■ Problem description ■
Once you have read the listing below, output it again exactly.

■ Provided data ■
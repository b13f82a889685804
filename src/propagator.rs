//! # Two-body propagation of heliocentric elements
//!
//! [`OrbitPropagator`](crate::propagator::OrbitPropagator) turns a validated
//! [`OrbitalElements`](crate::orbital_elements::OrbitalElements) record into scene-space positions.
//!
//! ## Algorithm
//!
//! 1. Angles are converted once to radians at construction (`i`, `Ω`, `ϖ`, `M0`), together with
//!    the mean motion `n`.
//! 2. `M(t) = M0 + n·(t − epoch)`, reduced to `[0, 2π)`.
//! 3. Kepler's equation is solved by fixed-point iteration
//!    ([`solve_kepler_fixed_point`](crate::kepler::solve_kepler_fixed_point)).
//! 4. True anomaly `v`, radius `r = a(1−e²)/(1+e·cos v)` scaled by
//!    [`PIXELS_PER_AU`](crate::constants::PIXELS_PER_AU).
//! 5. Rotation to the ecliptic frame through `Ω`, `u = v + ϖ − Ω` and `i`.
//!
//! ## Axis convention
//!
//! The scene is **Y-up**: the ecliptic `(X, Y, Z)` is returned as `(X, Z, Y)`. Renderers that
//! share the scene tree rely on this swap, it is part of the output contract.
//!
//! ## Orbit trace
//!
//! [`OrbitPropagator::sample_orbit_path`](crate::propagator::OrbitPropagator::sample_orbit_path)
//! walks one full period from the epoch and returns a closed polyline. High-eccentricity orbits
//! (`e > 0.20`) get 300 samples instead of 100 so the perihelion passage stays smooth.

use nalgebra::Vector3;

use crate::{
    constants::{
        JulianDate, Radian, PATH_HIGH_ECCENTRICITY, PATH_SAMPLES_DEFAULT,
        PATH_SAMPLES_HIGH_ECCENTRICITY, PIXELS_PER_AU, RADEG,
    },
    kepler::{principal_angle, solve_kepler_fixed_point, true_anomaly},
    orbital_elements::OrbitalElements,
    orrery_errors::OrreryError,
};

/// Closed polyline approximating one revolution, in scene units.
#[derive(Debug, Clone, PartialEq)]
pub struct OrbitPath {
    pub points: Vec<Vector3<f64>>,
}

impl OrbitPath {
    pub fn len(&self) -> usize {
        self.points.len()
    }

    pub fn is_empty(&self) -> bool {
        self.points.is_empty()
    }

    /// Whether the first and last samples coincide within `tolerance` scene units.
    pub fn is_closed(&self, tolerance: f64) -> bool {
        match (self.points.first(), self.points.last()) {
            (Some(first), Some(last)) => (first - last).norm() <= tolerance,
            _ => false,
        }
    }
}

/// Analytic single-body propagator.
///
/// Holds the immutable elements and the radian quantities derived from them. Every query is a
/// pure function of `(elements, time)`.
#[derive(Debug, Clone, PartialEq)]
pub struct OrbitPropagator {
    elements: OrbitalElements,
    inclination: Radian,
    node: Radian,
    perihelion: Radian,
    mean_anomaly_epoch: Radian,
    mean_motion: Radian,
    period: f64,
}

impl OrbitPropagator {
    /// Build a propagator from feed elements.
    ///
    /// Arguments
    /// ---------
    /// * `name` – Orbit name, used for diagnostics only.
    /// * `elements` – Heliocentric elements in degrees / AU / days.
    ///
    /// Return
    /// ------
    /// * The propagator, or a configuration error from
    ///   [`OrbitalElements::validate`](crate::orbital_elements::OrbitalElements::validate).
    pub fn new(name: &str, elements: OrbitalElements) -> Result<Self, OrreryError> {
        elements.validate(name)?;

        let mean_motion = elements
            .mean_motion_rad_per_day()
            .ok_or_else(|| OrreryError::MissingMeanMotion(name.to_string()))?;
        let perihelion = elements
            .perihelion_longitude()
            .ok_or_else(|| OrreryError::MissingPerihelion(name.to_string()))?;

        Ok(Self {
            inclination: elements.inclination * RADEG,
            node: elements.ascending_node_longitude * RADEG,
            perihelion: perihelion * RADEG,
            mean_anomaly_epoch: elements.mean_anomaly * RADEG,
            period: std::f64::consts::TAU / mean_motion.abs(),
            mean_motion,
            elements,
        })
    }

    pub fn elements(&self) -> &OrbitalElements {
        &self.elements
    }

    /// Orbital period in days.
    pub fn period(&self) -> f64 {
        self.period
    }

    /// Mean anomaly at `time`, in `[0, 2π)`.
    pub fn mean_anomaly_at(&self, time: JulianDate) -> Radian {
        principal_angle(self.mean_anomaly_epoch + self.mean_motion * (time - self.elements.epoch))
    }

    /// Heliocentric position at `time` in scene units, Y-up.
    ///
    /// Arguments
    /// ---------
    /// * `time` – Julian date of the query.
    ///
    /// Return
    /// ------
    /// * `(X, Z, Y)` of the ecliptic position scaled by
    ///   [`PIXELS_PER_AU`](crate::constants::PIXELS_PER_AU), or
    ///   [`OrreryError::KeplerNonConvergence`] when the solver gives up.
    pub fn position_at(&self, time: JulianDate) -> Result<Vector3<f64>, OrreryError> {
        let e = self.elements.eccentricity;
        let m = self.mean_anomaly_at(time);

        let ecc_anomaly = solve_kepler_fixed_point(m, e)?;
        let v = true_anomaly(ecc_anomaly, e);

        let r = self.elements.semi_major_axis * (1.0 - e * e) / (1.0 + e * v.cos()) * PIXELS_PER_AU;

        let (sin_o, cos_o) = self.node.sin_cos();
        let (sin_i, cos_i) = self.inclination.sin_cos();
        let (sin_u, cos_u) = (v + self.perihelion - self.node).sin_cos();

        let x = r * (cos_o * cos_u - sin_o * sin_u * cos_i);
        let y = r * (sin_o * cos_u + cos_o * sin_u * cos_i);
        let z = r * (sin_u * sin_i);

        Ok(Vector3::new(x, z, y))
    }

    /// Number of samples used by [`sample_orbit_path`](Self::sample_orbit_path).
    pub fn orbit_path_sample_count(&self) -> usize {
        if self.elements.eccentricity > PATH_HIGH_ECCENTRICITY {
            PATH_SAMPLES_HIGH_ECCENTRICITY
        } else {
            PATH_SAMPLES_DEFAULT
        }
    }

    /// Sample one revolution starting at the epoch.
    ///
    /// A sample whose Kepler solve does not converge repeats the previous good sample (the next
    /// good one for leading samples), so near-parabolic orbits still get a full trace.
    ///
    /// Return
    /// ------
    /// * [`OrbitPath`] with exactly [`orbit_path_sample_count`](Self::orbit_path_sample_count)
    ///   points, the last one taken one period after the first.
    /// * The first solver error only when no sample converges at all.
    pub fn sample_orbit_path(&self) -> Result<OrbitPath, OrreryError> {
        let samples = self.orbit_path_sample_count();
        let step = self.period / (samples - 1) as f64;

        let mut points = Vec::with_capacity(samples);
        let mut leading = 0;
        let mut failed = 0;
        let mut first_error = None;
        for k in 0..samples {
            match self.position_at(self.elements.epoch + step * k as f64) {
                Ok(position) => points.push(position),
                Err(err) => {
                    failed += 1;
                    match points.last() {
                        Some(&previous) => points.push(previous),
                        None => leading += 1,
                    }
                    first_error.get_or_insert(err);
                }
            }
        }

        let Some(&first_good) = points.first() else {
            return Err(first_error.unwrap_or(OrreryError::KeplerNonConvergence {
                iterations: 0,
                mean_anomaly: self.mean_anomaly_epoch,
                eccentricity: self.elements.eccentricity,
            }));
        };
        points.splice(0..0, std::iter::repeat(first_good).take(leading));

        if failed > 0 {
            tracing::warn!(
                failed,
                samples,
                eccentricity = self.elements.eccentricity,
                "orbit trace samples reused after Kepler non-convergence"
            );
        }
        Ok(OrbitPath { points })
    }
}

■ Answer section ■
repository b13f82a889685804
filename src/propagator.rs
//! # Two-body propagation of heliocentric elements
//!
//! [`OrbitPropagator`](crate::propagator::OrbitPropagator) turns a validated
//! [`OrbitalElements`](crate::orbital_elements::OrbitalElements) record into scene-space positions.
//!
//! ## Algorithm
//!
//! 1. Angles are converted once to radians at construction (`i`, `Ω`, `ϖ`, `M0`), together with
//!    the mean motion `n`.
//! 2. `M(t) = M0 + n·(t − epoch)`, reduced to `[0, 2π)`.
//! 3. Kepler's equation is solved by fixed-point iteration
//!    ([`solve_kepler_fixed_point`](crate::kepler::solve_kepler_fixed_point)).
//! 4. True anomaly `v`, radius `r = a(1−e²)/(1+e·cos v)` scaled by
//!    [`PIXELS_PER_AU`](crate::constants::PIXELS_PER_AU).
//! 5. Rotation to the ecliptic frame through `Ω`, `u = v + ϖ − Ω` and `i`.
//!
//! ## Axis convention
//!
//! The scene is **Y-up**: the ecliptic `(X, Y, Z)` is returned as `(X, Z, Y)`. Renderers that
//! share the scene tree rely on this swap, it is part of the output contract.
//!
//! ## Orbit trace
//!
//! [`OrbitPropagator::sample_orbit_path`](crate::propagator::OrbitPropagator::sample_orbit_path)
//! walks one full period from the epoch and returns a closed polyline. High-eccentricity orbits
//! (`e > 0.20`) get 300 samples instead of 100 so the perihelion passage stays smooth.

use nalgebra::Vector3;

use crate::{
    constants::{
        JulianDate, Radian, PATH_HIGH_ECCENTRICITY, PATH_SAMPLES_DEFAULT,
        PATH_SAMPLES_HIGH_ECCENTRICITY, PIXELS_PER_AU, RADEG,
    },
    kepler::{principal_angle, solve_kepler_fixed_point, true_anomaly},
    orbital_elements::OrbitalElements,
    orrery_errors::OrreryError,
};

/// Closed polyline approximating one revolution, in scene units.
#[derive(Debug, Clone, PartialEq)]
pub struct OrbitPath {
    pub points: Vec<Vector3<f64>>,
}

impl OrbitPath {
    pub fn len(&self) -> usize {
        self.points.len()
    }

    pub fn is_empty(&self) -> bool {
        self.points.is_empty()
    }

    /// Whether the first and last samples coincide within `tolerance` scene units.
    pub fn is_closed(&self, tolerance: f64) -> bool {
        match (self.points.first(), self.points.last()) {
            (Some(first), Some(last)) => (first - last).norm() <= tolerance,
            _ => false,
        }
    }
}

/// Analytic single-body propagator.
///
/// Holds the immutable elements and the radian quantities derived from them. Every query is a
/// pure function of `(elements, time)`.
#[derive(Debug, Clone, PartialEq)]
pub struct OrbitPropagator {
    elements: OrbitalElements,
    inclination: Radian,
    node: Radian,
    perihelion: Radian,
    mean_anomaly_epoch: Radian,
    mean_motion: Radian,
    period: f64,
}

impl OrbitPropagator {
    /// Build a propagator from feed elements.
    ///
    /// Arguments
    /// ---------
    /// * `name` – Orbit name, used for diagnostics only.
    /// * `elements` – Heliocentric elements in degrees / AU / days.
    ///
    /// Return
    /// ------
    /// * The propagator, or a configuration error from
    ///   [`OrbitalElements::validate`](crate::orbital_elements::OrbitalElements::validate).
    pub fn new(name: &str, elements: OrbitalElements) -> Result<Self, OrreryError> {
        elements.validate(name)?;

        let mean_motion = elements
            .mean_motion_rad_per_day()
            .ok_or_else(|| OrreryError::MissingMeanMotion(name.to_string()))?;
        let perihelion = elements
            .perihelion_longitude()
            .ok_or_else(|| OrreryError::MissingPerihelion(name.to_string()))?;

        Ok(Self {
            inclination: elements.inclination * RADEG,
            node: elements.ascending_node_longitude * RADEG,
            perihelion: perihelion * RADEG,
            mean_anomaly_epoch: elements.mean_anomaly * RADEG,
            period: std::f64::consts::TAU / mean_motion.abs(),
            mean_motion,
            elements,
        })
    }

    pub fn elements(&self) -> &OrbitalElements {
        &self.elements
    }

    /// Orbital period in days.
    pub fn period(&self) -> f64 {
        self.period
    }

    /// Mean anomaly at `time`, in `[0, 2π)`.
    pub fn mean_anomaly_at(&self, time: JulianDate) -> Radian {
        principal_angle(self.mean_anomaly_epoch + self.mean_motion * (time - self.elements.epoch))
    }

    /// Heliocentric position at `time` in scene units, Y-up.
    ///
    /// Arguments
    /// ---------
    /// * `time` – Julian date of the query.
    ///
    /// Return
    /// ------
    /// * `(X, Z, Y)` of the ecliptic position scaled by
    ///   [`PIXELS_PER_AU`](crate::constants::PIXELS_PER_AU), or
    ///   [`OrreryError::KeplerNonConvergence`] when the solver gives up.
    pub fn position_at(&self, time: JulianDate) -> Result<Vector3<f64>, OrreryError> {
        let e = self.elements.eccentricity;
        let m = self.mean_anomaly_at(time);

        let ecc_anomaly = solve_kepler_fixed_point(m, e)?;
        let v = true_anomaly(ecc_anomaly, e);

        let r = self.elements.semi_major_axis * (1.0 - e * e) / (1.0 + e * v.cos()) * PIXELS_PER_AU;

        let (sin_o, cos_o) = self.node.sin_cos();
        let (sin_i, cos_i) = self.inclination.sin_cos();
        let (sin_u, cos_u) = (v + self.perihelion - self.node).sin_cos();

        let x = r * (cos_o * cos_u - sin_o * sin_u * cos_i);
        let y = r * (sin_o * cos_u + cos_o * sin_u * cos_i);
        let z = r * (sin_u * sin_i);

        Ok(Vector3::new(x, z, y))
    }

    /// Number of samples used by [`sample_orbit_path`](Self::sample_orbit_path).
    pub fn orbit_path_sample_count(&self) -> usize {
        if self.elements.eccentricity > PATH_HIGH_ECCENTRICITY {
            PATH_SAMPLES_HIGH_ECCENTRICITY
        } else {
            PATH_SAMPLES_DEFAULT
        }
    }

    /// Sample one revolution starting at the epoch.
    ///
    /// A sample whose Kepler solve does not converge repeats the previous good sample (the next
    /// good one for leading samples), so near-parabolic orbits still get a full trace.
    ///
    /// Return
    /// ------
    /// * [`OrbitPath`] with exactly [`orbit_path_sample_count`](Self::orbit_path_sample_count)
    ///   points, the last one taken one period after the first.
    /// * The first solver error only when no sample converges at all.
    pub fn sample_orbit_path(&self) -> Result<OrbitPath, OrreryError> {
        let samples = self.orbit_path_sample_count();
        let step = self.period / (samples - 1) as f64;

        let mut points = Vec::with_capacity(samples);
        let mut leading = 0;
        let mut failed = 0;
        let mut first_error = None;
        for k in 0..samples {
            match self.position_at(self.elements.epoch + step * k as f64) {
                Ok(position) => points.push(position),
                Err(err) => {
                    failed += 1;
                    match points.last() {
                        Some(&previous) => points.push(previous),
                        None => leading += 1,
                    }
                    first_error.get_or_insert(err);
                }
            }
        }

        let Some(&first_good) = points.first() else {
            return Err(first_error.unwrap_or(OrreryError::KeplerNonConvergence {
                iterations: 0,
                mean_anomaly: self.mean_anomaly_epoch,
                eccentricity: self.elements.eccentricity,
            }));
        };
        points.splice(0..0, std::iter::repeat(first_good).take(leading));

        if failed > 0 {
            tracing::warn!(
                failed,
                samples,
                eccentricity = self.elements.eccentricity,
                "orbit trace samples reused after Kepler non-convergence"
            );
        }
        Ok(OrbitPath { points })
    }
}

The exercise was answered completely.